### DIRECTIONS FOR THIS TASK
Copy out every line holding the string "host" from the records below.

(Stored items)
+ + + + + + +
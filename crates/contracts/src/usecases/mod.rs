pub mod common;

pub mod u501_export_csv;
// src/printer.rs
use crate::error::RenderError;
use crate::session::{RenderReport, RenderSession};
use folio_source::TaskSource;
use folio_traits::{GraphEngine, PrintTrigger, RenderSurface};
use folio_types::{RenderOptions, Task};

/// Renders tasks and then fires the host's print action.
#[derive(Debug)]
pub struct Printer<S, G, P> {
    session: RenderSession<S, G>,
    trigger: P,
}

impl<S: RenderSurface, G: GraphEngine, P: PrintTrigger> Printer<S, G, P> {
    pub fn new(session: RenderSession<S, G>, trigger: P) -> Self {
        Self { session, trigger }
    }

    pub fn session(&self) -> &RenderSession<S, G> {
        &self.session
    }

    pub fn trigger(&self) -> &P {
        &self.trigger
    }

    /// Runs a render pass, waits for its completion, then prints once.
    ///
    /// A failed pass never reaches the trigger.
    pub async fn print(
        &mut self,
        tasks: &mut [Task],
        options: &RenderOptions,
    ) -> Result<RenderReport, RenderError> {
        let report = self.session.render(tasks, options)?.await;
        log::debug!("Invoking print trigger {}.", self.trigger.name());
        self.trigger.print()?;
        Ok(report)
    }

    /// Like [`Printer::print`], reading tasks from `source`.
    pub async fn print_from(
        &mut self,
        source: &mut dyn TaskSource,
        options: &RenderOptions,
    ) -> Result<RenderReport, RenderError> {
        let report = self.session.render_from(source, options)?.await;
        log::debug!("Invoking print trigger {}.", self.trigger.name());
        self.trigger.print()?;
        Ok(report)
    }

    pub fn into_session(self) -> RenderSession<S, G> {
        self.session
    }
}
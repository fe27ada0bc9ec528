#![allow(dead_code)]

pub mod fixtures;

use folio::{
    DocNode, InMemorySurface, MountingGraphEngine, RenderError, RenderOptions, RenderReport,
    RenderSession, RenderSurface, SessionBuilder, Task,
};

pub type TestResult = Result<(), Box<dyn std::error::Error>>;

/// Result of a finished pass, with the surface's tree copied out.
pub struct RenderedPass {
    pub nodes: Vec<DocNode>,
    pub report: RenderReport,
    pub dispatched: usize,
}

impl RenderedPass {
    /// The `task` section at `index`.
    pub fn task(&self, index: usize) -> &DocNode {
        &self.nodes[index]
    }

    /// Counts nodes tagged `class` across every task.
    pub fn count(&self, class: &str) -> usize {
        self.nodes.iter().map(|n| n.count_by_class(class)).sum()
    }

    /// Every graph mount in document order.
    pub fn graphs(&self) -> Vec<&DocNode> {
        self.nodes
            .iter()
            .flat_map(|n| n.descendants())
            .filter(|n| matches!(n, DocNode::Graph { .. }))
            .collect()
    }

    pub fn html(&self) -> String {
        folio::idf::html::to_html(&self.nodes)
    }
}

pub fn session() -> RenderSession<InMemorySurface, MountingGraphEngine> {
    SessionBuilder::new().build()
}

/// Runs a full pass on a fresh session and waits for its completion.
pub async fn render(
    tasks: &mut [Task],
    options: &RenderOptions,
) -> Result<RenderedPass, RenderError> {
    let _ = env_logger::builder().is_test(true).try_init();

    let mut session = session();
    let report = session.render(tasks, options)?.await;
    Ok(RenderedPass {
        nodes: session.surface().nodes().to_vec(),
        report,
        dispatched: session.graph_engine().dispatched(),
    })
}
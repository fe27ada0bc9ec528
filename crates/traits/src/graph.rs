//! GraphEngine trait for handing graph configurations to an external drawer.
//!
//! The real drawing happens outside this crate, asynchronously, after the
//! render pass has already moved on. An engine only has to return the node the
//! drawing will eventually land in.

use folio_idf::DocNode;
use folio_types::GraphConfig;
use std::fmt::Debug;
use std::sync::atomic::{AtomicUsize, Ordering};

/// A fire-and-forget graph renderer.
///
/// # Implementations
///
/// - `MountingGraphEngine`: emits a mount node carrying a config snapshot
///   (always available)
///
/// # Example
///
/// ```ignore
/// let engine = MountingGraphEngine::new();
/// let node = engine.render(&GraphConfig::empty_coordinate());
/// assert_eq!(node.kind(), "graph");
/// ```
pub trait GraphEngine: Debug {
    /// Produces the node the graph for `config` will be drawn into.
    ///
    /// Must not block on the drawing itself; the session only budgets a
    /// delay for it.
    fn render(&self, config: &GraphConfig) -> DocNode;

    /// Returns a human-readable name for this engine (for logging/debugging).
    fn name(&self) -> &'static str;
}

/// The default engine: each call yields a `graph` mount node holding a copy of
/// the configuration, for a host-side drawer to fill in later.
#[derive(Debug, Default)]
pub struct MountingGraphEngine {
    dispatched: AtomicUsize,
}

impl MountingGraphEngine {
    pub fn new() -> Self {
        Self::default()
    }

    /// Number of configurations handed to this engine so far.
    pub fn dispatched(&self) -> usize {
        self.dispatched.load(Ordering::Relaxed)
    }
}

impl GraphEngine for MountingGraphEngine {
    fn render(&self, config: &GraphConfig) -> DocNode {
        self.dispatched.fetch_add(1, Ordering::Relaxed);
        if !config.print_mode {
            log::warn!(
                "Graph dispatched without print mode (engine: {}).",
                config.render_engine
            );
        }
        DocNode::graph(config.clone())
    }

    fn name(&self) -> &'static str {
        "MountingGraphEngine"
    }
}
+ + + + + + +
### TASK OUTPUT
/// Renders tasks and then fires the host's print action.
/// the configuration, for a host-side drawer to fill in later.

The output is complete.